From the entries below, gather every line containing the string "data".
##########
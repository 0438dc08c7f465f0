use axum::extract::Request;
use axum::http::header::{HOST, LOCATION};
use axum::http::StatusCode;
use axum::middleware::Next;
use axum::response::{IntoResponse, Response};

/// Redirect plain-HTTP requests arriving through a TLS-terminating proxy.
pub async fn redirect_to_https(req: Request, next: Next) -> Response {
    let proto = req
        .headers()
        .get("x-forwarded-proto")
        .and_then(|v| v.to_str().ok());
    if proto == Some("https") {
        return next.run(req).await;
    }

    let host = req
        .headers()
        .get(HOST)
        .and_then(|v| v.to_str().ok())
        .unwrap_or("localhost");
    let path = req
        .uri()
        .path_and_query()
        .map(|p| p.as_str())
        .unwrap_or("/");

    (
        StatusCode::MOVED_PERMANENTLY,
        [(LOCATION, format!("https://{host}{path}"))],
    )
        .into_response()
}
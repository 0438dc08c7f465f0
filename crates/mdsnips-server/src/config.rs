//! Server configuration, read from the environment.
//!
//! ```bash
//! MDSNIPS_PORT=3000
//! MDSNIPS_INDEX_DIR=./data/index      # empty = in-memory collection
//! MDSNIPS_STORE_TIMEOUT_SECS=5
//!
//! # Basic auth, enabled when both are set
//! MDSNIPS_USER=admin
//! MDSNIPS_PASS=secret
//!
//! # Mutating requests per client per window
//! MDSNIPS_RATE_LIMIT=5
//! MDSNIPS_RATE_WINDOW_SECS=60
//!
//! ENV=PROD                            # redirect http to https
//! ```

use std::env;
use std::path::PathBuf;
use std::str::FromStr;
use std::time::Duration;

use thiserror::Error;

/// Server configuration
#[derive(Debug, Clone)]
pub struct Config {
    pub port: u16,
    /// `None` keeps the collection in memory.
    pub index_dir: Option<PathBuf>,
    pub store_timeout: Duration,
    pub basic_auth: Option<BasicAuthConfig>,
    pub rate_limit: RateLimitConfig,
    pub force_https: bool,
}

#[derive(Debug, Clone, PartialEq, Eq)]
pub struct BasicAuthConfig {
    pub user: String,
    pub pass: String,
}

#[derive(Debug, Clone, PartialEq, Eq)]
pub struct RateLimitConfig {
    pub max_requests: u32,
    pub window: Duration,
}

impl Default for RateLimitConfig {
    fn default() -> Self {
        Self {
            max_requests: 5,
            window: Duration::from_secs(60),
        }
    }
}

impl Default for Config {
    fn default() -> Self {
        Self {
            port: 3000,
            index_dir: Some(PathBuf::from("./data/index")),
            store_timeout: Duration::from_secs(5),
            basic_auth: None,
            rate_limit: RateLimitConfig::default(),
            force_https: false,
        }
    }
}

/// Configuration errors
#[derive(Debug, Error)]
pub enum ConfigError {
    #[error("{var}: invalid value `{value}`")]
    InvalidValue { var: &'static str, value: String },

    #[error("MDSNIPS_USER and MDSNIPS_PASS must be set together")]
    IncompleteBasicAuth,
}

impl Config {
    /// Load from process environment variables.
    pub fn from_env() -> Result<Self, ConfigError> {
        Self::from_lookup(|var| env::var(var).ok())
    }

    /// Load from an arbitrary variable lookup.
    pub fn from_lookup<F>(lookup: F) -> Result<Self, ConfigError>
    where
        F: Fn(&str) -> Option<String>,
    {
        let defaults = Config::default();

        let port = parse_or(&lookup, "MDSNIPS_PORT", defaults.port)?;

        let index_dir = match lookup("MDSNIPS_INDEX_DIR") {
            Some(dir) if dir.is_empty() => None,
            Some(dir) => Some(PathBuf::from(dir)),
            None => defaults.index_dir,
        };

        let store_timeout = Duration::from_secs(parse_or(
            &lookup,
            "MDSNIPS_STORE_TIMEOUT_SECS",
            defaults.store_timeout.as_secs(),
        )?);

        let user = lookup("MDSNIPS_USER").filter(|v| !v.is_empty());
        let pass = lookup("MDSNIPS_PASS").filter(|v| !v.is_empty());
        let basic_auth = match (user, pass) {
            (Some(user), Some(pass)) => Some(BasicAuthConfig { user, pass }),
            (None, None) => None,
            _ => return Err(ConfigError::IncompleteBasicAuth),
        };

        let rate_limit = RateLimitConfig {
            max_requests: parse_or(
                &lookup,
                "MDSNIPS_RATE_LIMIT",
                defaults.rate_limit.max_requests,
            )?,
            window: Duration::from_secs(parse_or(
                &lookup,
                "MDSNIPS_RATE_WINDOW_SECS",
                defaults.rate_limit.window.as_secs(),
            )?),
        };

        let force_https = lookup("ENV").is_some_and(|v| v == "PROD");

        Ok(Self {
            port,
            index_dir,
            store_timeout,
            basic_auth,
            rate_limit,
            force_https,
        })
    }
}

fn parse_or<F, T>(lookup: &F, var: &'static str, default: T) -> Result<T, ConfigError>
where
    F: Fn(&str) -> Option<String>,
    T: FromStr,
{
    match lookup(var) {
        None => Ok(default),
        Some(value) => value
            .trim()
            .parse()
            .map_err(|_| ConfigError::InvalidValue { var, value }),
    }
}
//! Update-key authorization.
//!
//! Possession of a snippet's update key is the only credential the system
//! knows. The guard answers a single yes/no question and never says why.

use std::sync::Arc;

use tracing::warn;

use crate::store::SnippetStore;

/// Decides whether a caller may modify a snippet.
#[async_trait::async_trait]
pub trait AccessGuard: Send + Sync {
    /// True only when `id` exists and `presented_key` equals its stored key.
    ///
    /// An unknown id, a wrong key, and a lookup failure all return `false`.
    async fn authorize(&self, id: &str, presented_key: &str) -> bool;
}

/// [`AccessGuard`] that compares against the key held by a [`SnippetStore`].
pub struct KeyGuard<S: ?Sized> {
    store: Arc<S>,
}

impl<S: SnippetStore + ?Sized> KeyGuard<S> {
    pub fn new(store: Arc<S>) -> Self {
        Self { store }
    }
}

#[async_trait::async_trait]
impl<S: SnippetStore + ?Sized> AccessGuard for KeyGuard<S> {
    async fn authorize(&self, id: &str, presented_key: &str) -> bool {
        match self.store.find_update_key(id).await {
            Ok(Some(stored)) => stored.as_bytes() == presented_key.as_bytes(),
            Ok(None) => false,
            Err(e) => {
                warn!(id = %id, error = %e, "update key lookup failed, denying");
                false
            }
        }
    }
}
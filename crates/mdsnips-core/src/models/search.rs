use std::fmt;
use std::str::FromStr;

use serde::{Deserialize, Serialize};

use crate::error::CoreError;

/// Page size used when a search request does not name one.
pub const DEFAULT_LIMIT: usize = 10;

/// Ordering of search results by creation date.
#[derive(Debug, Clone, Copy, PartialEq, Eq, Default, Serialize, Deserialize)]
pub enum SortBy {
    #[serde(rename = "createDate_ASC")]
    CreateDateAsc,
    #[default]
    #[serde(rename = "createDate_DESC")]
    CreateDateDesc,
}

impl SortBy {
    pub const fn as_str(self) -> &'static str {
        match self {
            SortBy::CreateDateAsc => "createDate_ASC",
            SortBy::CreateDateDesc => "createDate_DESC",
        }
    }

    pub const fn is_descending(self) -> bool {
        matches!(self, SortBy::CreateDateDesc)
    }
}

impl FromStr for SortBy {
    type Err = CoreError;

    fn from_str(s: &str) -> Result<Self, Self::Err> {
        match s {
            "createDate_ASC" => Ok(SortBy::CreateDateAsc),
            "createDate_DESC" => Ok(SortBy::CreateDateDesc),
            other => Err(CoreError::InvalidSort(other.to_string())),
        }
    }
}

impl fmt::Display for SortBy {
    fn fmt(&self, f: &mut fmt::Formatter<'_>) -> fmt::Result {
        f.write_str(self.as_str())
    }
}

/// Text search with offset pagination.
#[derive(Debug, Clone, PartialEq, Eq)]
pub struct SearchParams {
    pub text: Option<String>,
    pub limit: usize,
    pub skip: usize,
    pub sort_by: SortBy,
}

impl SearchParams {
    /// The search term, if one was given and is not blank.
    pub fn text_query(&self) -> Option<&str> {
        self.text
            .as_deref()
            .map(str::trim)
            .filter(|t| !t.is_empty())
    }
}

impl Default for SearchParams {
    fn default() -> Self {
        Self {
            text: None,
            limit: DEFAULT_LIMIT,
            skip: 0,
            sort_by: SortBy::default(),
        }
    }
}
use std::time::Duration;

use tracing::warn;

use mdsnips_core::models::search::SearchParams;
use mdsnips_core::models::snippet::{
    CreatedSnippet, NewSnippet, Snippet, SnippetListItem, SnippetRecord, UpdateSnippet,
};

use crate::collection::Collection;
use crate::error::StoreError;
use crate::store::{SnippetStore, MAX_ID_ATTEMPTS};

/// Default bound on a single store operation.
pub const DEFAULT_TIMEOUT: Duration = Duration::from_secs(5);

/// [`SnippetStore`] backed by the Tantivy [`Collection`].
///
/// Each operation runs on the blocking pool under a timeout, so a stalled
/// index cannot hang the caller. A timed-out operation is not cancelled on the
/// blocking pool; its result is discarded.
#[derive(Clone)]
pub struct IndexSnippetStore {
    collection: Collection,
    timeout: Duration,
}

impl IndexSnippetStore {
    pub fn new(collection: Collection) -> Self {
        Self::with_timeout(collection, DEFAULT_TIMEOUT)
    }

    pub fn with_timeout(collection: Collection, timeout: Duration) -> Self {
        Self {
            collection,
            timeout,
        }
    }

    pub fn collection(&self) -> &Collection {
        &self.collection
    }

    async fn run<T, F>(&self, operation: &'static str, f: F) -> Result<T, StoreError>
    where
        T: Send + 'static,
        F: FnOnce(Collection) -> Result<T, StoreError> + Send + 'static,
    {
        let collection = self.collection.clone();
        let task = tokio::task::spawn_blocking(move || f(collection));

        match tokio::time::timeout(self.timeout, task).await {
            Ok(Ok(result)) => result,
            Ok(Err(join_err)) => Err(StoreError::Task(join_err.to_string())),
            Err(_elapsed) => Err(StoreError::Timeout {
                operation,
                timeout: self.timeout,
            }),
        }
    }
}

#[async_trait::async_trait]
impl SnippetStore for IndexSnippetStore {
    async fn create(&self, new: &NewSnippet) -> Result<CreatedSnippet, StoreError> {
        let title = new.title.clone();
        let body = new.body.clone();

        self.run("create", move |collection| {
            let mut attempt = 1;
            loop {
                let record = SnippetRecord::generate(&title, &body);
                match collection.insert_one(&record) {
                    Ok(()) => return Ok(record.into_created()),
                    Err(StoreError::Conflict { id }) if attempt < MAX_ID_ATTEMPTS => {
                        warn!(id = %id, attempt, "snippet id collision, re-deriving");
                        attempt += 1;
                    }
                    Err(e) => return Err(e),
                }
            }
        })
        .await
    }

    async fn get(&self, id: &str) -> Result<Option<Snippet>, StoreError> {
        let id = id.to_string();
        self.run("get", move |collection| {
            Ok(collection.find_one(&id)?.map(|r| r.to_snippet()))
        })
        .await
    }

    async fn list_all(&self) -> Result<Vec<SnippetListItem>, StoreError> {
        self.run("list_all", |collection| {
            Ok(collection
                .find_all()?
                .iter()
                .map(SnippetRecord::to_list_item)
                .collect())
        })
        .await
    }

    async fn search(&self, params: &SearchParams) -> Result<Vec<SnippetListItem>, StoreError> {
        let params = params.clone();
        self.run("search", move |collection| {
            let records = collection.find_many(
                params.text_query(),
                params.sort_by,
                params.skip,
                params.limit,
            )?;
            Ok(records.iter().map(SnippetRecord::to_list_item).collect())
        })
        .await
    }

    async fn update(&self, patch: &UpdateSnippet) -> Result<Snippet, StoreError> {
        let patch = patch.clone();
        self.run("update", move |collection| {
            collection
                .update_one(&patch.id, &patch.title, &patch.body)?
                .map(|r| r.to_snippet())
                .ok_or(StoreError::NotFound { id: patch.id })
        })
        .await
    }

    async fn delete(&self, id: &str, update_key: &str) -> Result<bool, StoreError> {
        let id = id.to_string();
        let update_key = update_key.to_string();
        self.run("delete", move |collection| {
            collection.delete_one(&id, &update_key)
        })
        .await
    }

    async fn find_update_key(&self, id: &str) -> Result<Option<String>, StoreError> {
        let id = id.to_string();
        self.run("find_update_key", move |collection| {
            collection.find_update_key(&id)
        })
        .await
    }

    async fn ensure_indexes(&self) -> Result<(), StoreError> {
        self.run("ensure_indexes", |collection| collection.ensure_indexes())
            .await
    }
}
##########
— Solution for this problem —
//! MDSNIPS_INDEX_DIR=./data/index      # empty = in-memory collection
            index_dir: Some(PathBuf::from("./data/index")),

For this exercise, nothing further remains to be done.